Tempesta does take pictures of his chosen subject matter and works from the photographic images in the studio, he acknowledges. Still, photorealism does not seem to be the goal in these paintings. A close observation of them indisputably reveals the work of the artist's hand.

Tempesta got his formal training at Montserrat College of Art, but he credits his "formative years in the Vermont landscape" with influencing his painting. "I am moved by the visual poetry in the trees and fields that surround me and look to capture and celebrate that with my artwork," he writes in an email to Seven Days.

Rather than offering wide views, his take on landscape gives special potency to the idea of getting "close" to nature. Tempesta looks at the trees rather than the forest, as it were. In fact, not even whole trees; many of his paintings focus on bark. Only a microscope could offer a more intimate view.

"Old Birch on Elmore Mountain" - GABRIEL TEMPESTA
  • Gabriel Tempesta
  • "Old Birch on Elmore Mountain"

In the casein-on-board piece "Old Birch on Elmore Mountain," Tempesta's perspective is reverential and the opposite of vertiginous. The point of view is from the ground looking up at the ancient tree, its bark rough and minutely delineated. All of the branches are bare, and some of them have been broken. This birch has been through a lot. Overhead, the sky is overcast, a featureless pale gray. Just 32 inches square, the painting can make a viewer feel small.

The 20-by-18-inch "Nebraska Valley Stowe Afternoon II," using charcoal and watercolor on board, zooms in on a higher point in another tree. The picture plane is condensed, the POV that of a bird or a squirrel. The sky is stormy, yet the sun pierces through enough to illuminate every tiny twig. Collectively, they take on the appearance of a neural network, fluorescent white against dramatically dark heavens. The contrast is riveting.

Giant shelf fungi dominate the foreground in "Relic," which at 48 by 24 inches is one of the largest paintings here. The mushrooms appear on the trunk of yet another gnarly tree like toeholds on a climbing wall. Again, Tempesta directs the eye upward — except for a hole low in the tree that introduces an inky spot. It's hard not to gaze into that darkness and wonder what might lurk within.

Mysticism takes a front seat in Tempesta's bumblebee paintings, two of which are included here. Though he paints the insects with characteristic exactitude, the artist allows himself to fudge the details where the "mysterious creative forces of the universe," as he puts it, are concerned.

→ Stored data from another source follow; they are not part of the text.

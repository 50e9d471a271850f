//! Monitoring commands: metrics summary and service health

use anyhow::Result;
use chrono::{DateTime, Utc};
use colored::Colorize;
use serde::Serialize;
use tabled::Tabled;

use crate::client::{ApiClient, HealthResponse, MetricsSummary, ReadinessResponse};
use crate::output::{
    color_confidence, color_status, print_info, print_json, print_rows, FieldRow, OutputFormat,
};

/// Row for the component health table
#[derive(Tabled)]
struct ComponentRow {
    #[tabled(rename = "Component")]
    name: String,
    #[tabled(rename = "Status")]
    status: String,
    #[tabled(rename = "Message")]
    message: String,
    #[tabled(rename = "Last Check")]
    last_check: String,
}

#[derive(Serialize)]
struct HealthReport {
    health: HealthResponse,
    readiness: ReadinessResponse,
}

/// Show the prediction metrics summary
pub async fn show_metrics(client: &ApiClient, format: OutputFormat) -> Result<()> {
    let summary: MetricsSummary = client.get("metrics").await?;

    match format {
        OutputFormat::Json => print_json(&summary)?,
        OutputFormat::Table => {
            println!("{}", "Prediction Metrics".bold());

            let (Some(avg), Some(min), Some(low)) = (
                summary.avg_confidence,
                summary.min_confidence,
                summary.low_confidence_count,
            ) else {
                print_info("No predictions recorded yet");
                return Ok(());
            };

            print_rows(vec![
                FieldRow::new("Total predictions", summary.total_predictions.to_string()),
                FieldRow::new("Average confidence", color_confidence(avg)),
                FieldRow::new("Minimum confidence", color_confidence(min)),
                FieldRow::new("Low confidence count", low.to_string()),
            ]);
        }
    }

    Ok(())
}

/// Show service health and readiness; fails when the service is not serving
pub async fn show_health(client: &ApiClient, format: OutputFormat) -> Result<()> {
    let (_, health): (_, HealthResponse) = client.get_health_endpoint("healthz").await?;
    let (_, readiness): (_, ReadinessResponse) = client.get_health_endpoint("readyz").await?;

    let serving = health.status != "unhealthy" && readiness.ready;

    match format {
        OutputFormat::Json => print_json(&HealthReport {
            health: health.clone(),
            readiness: readiness.clone(),
        })?,
        OutputFormat::Table => {
            let ready = if readiness.ready { "ready" } else { "not ready" };
            println!("Status:    {}", color_status(&health.status));
            println!("Readiness: {}", color_status(ready));
            if let Some(reason) = &readiness.reason {
                println!("Reason:    {}", reason);
            }
            println!();

            let mut rows: Vec<ComponentRow> = health
                .components
                .iter()
                .map(|(name, component)| ComponentRow {
                    name: name.clone(),
                    status: color_status(&component.status),
                    message: component.message.clone().unwrap_or_default(),
                    last_check: format_timestamp(component.last_check_timestamp),
                })
                .collect();
            rows.sort_by(|a, b| a.name.cmp(&b.name));
            print_rows(rows);
        }
    }

    if !serving {
        anyhow::bail!("Service is not serving requests");
    }

    Ok(())
}

/// Format a unix timestamp for display
fn format_timestamp(secs: i64) -> String {
    DateTime::<Utc>::from_timestamp(secs, 0)
        .map(|dt| dt.format("%Y-%m-%d %H:%M:%S").to_string())
        .unwrap_or_else(|| secs.to_string())
}
//! CSV-backed metrics log
//!
//! Layout: a header row followed by one row per prediction:
//! `timestamp,prediction,confidence,input_length`.
//!
//! Each append serializes the row (and the header, for an empty file) into a
//! single buffer and writes it with one call on an `O_APPEND` handle while
//! holding the writer lock. A failed write is truncated away, and a trailing
//! partial row found before an append is discarded. Readers never take the
//! lock; they drop a trailing partial line left by an append that is still in
//! flight.

use std::fs::{self, File, OpenOptions};
use std::io::{ErrorKind, Read, Seek, SeekFrom, Write};
use std::path::{Path, PathBuf};
use std::sync::{Arc, Mutex};

use async_trait::async_trait;
use chrono::NaiveDateTime;
use serde::{Deserialize, Serialize};
use tracing::{debug, warn};

use super::{MetricsStore, TIMESTAMP_FORMAT};
use crate::error::{Result, ServiceError};
use crate::models::{MetricsSummary, PredictionEvent};

/// Header written when the log is created
pub const METRICS_HEADER: [&str; 4] = ["timestamp", "prediction", "confidence", "input_length"];

#[derive(Debug, Serialize, Deserialize)]
struct MetricsRow {
    timestamp: String,
    prediction: u32,
    confidence: f64,
    input_length: usize,
}

impl From<&PredictionEvent> for MetricsRow {
    fn from(event: &PredictionEvent) -> Self {
        Self {
            timestamp: event.timestamp.format(TIMESTAMP_FORMAT).to_string(),
            prediction: event.label,
            confidence: event.confidence,
            input_length: event.input_length,
        }
    }
}

impl MetricsRow {
    fn into_event(self, line: u64) -> Result<PredictionEvent> {
        let timestamp = NaiveDateTime::parse_from_str(&self.timestamp, TIMESTAMP_FORMAT)
            .map_err(|e| {
                ServiceError::data_integrity(format!(
                    "line {}: bad timestamp {:?}: {}",
                    line, self.timestamp, e
                ))
            })?
            .and_utc();

        PredictionEvent::at(timestamp, self.prediction, self.confidence, self.input_length)
            .map_err(|e| ServiceError::data_integrity(format!("line {}: {}", line, e)))
    }
}

/// Metrics store writing to a single CSV file
#[derive(Debug, Clone)]
pub struct CsvMetricsStore {
    path: PathBuf,
    low_confidence_threshold: f64,
    writer_lock: Arc<Mutex<()>>,
}

impl CsvMetricsStore {
    pub fn new(path: impl Into<PathBuf>, low_confidence_threshold: f64) -> Self {
        Self {
            path: path.into(),
            low_confidence_threshold,
            writer_lock: Arc::new(Mutex::new(())),
        }
    }

    pub fn path(&self) -> &Path {
        &self.path
    }

    fn append_row(path: &Path, lock: &Mutex<()>, row: &MetricsRow) -> Result<()> {
        let _guard = lock
            .lock()
            .map_err(|e| ServiceError::persistence(format!("writer lock poisoned: {}", e)))?;

        if let Some(parent) = path.parent().filter(|p| !p.as_os_str().is_empty()) {
            fs::create_dir_all(parent).map_err(|e| {
                ServiceError::persistence(format!("cannot create {}: {}", parent.display(), e))
            })?;
        }

        let mut file = OpenOptions::new()
            .create(true)
            .read(true)
            .append(true)
            .open(path)
            .map_err(|e| {
                ServiceError::persistence(format!("cannot open {}: {}", path.display(), e))
            })?;
        let io_err = |e: std::io::Error| {
            ServiceError::persistence(format!("cannot append to {}: {}", path.display(), e))
        };

        let len = file.metadata().map_err(io_err)?.len();
        let intact_len = complete_prefix_len(&mut file, len).map_err(io_err)?;
        if intact_len < len {
            warn!(
                path = %path.display(),
                dropped_bytes = len - intact_len,
                "Discarding partial row left by an interrupted append"
            );
            file.set_len(intact_len).map_err(io_err)?;
        }
        let is_new = intact_len == 0;

        let mut writer = csv::WriterBuilder::new()
            .has_headers(false)
            .from_writer(Vec::with_capacity(64));
        if is_new {
            writer
                .write_record(METRICS_HEADER)
                .map_err(|e| ServiceError::persistence(e.to_string()))?;
        }
        writer
            .serialize(row)
            .map_err(|e| ServiceError::persistence(e.to_string()))?;
        let bytes = writer
            .into_inner()
            .map_err(|e| ServiceError::persistence(e.error().to_string()))?;

        if let Err(e) = file.write_all(&bytes).and_then(|_| file.sync_data()) {
            // Roll back so no partial row or headerless file is left behind
            if let Err(rollback) = file.set_len(intact_len) {
                warn!(path = %path.display(), error = %rollback, "Failed to roll back metrics log");
            }
            return Err(io_err(e));
        }

        if is_new {
            debug!(path = %path.display(), "Created metrics log");
        }
        Ok(())
    }

    fn read_events(path: &Path) -> Result<Option<Vec<PredictionEvent>>> {
        let bytes = match fs::read(path) {
            Ok(bytes) => bytes,
            Err(e) if e.kind() == ErrorKind::NotFound => return Ok(None),
            Err(e) => {
                return Err(ServiceError::data_integrity(format!(
                    "cannot read {}: {}",
                    path.display(),
                    e
                )))
            }
        };

        // Only complete lines are visible to readers
        let complete = match bytes.iter().rposition(|&b| b == b'\n') {
            Some(end) => &bytes[..=end],
            None => return Ok(Some(Vec::new())),
        };

        let mut reader = csv::ReaderBuilder::new()
            .has_headers(true)
            .from_reader(complete);

        let headers = reader
            .headers()
            .map_err(|e| ServiceError::data_integrity(e.to_string()))?;
        if !headers.iter().eq(METRICS_HEADER.iter().copied()) {
            return Err(ServiceError::data_integrity(format!(
                "unexpected header {:?}",
                headers.iter().collect::<Vec<_>>()
            )));
        }

        let mut events = Vec::new();
        for (i, row) in reader.deserialize::<MetricsRow>().enumerate() {
            let line = i as u64 + 2;
            let row = row
                .map_err(|e| ServiceError::data_integrity(format!("line {}: {}", line, e)))?;
            events.push(row.into_event(line)?);
        }

        Ok(Some(events))
    }
}

/// Length of the prefix of `file` that ends in a newline (0 if none)
fn complete_prefix_len(file: &mut File, len: u64) -> std::io::Result<u64> {
    const CHUNK: u64 = 4096;
    let mut buf = vec![0u8; CHUNK as usize];
    let mut end = len;

    while end > 0 {
        let start = end.saturating_sub(CHUNK);
        let chunk = &mut buf[..(end - start) as usize];
        file.seek(SeekFrom::Start(start))?;
        file.read_exact(chunk)?;
        if let Some(pos) = chunk.iter().rposition(|&b| b == b'\n') {
            return Ok(start + pos as u64 + 1);
        }
        end = start;
    }

    Ok(0)
}

#[async_trait]
impl MetricsStore for CsvMetricsStore {
    async fn record(&self, event: &PredictionEvent) -> Result<()> {
        let row = MetricsRow::from(event);
        let path = self.path.clone();
        let lock = Arc::clone(&self.writer_lock);

        tokio::task::spawn_blocking(move || Self::append_row(&path, &lock, &row))
            .await
            .map_err(|e| ServiceError::persistence(format!("append task failed: {}", e)))?
    }

    async fn summarize(&self) -> Result<MetricsSummary> {
        let threshold = self.low_confidence_threshold;
        let events = self.read_blocking().await?;

        Ok(match events {
            Some(events) => {
                MetricsSummary::from_confidences(events.iter().map(|e| e.confidence), threshold)
            }
            None => MetricsSummary::empty(),
        })
    }

    async fn events(&self) -> Result<Vec<PredictionEvent>> {
        Ok(self.read_blocking().await?.unwrap_or_default())
    }
}

impl CsvMetricsStore {
    async fn read_blocking(&self) -> Result<Option<Vec<PredictionEvent>>> {
        let path = self.path.clone();
        tokio::task::spawn_blocking(move || Self::read_events(&path))
            .await
            .map_err(|e| ServiceError::data_integrity(format!("read task failed: {}", e)))?
    }
}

"Creator #1" - GABRIEL TEMPESTA
  • Gabriel Tempesta
  • "Creator #1"

In "Pollinator #2," a bee is busily at work on a bee balm flower, and the indistinct petals seem a-flurry in reciprocation of this vital exchange. "Creator #1" is downright dreamy. The bee is seen from behind, its black-and-white markings lucid, its fairy wings in motion. The insect is departing something dark and womb-like. A hive? It would surpass the skills of a casual photographer to capture such an image, so Tempesta clearly imagined it — and puts the viewer inside the hive.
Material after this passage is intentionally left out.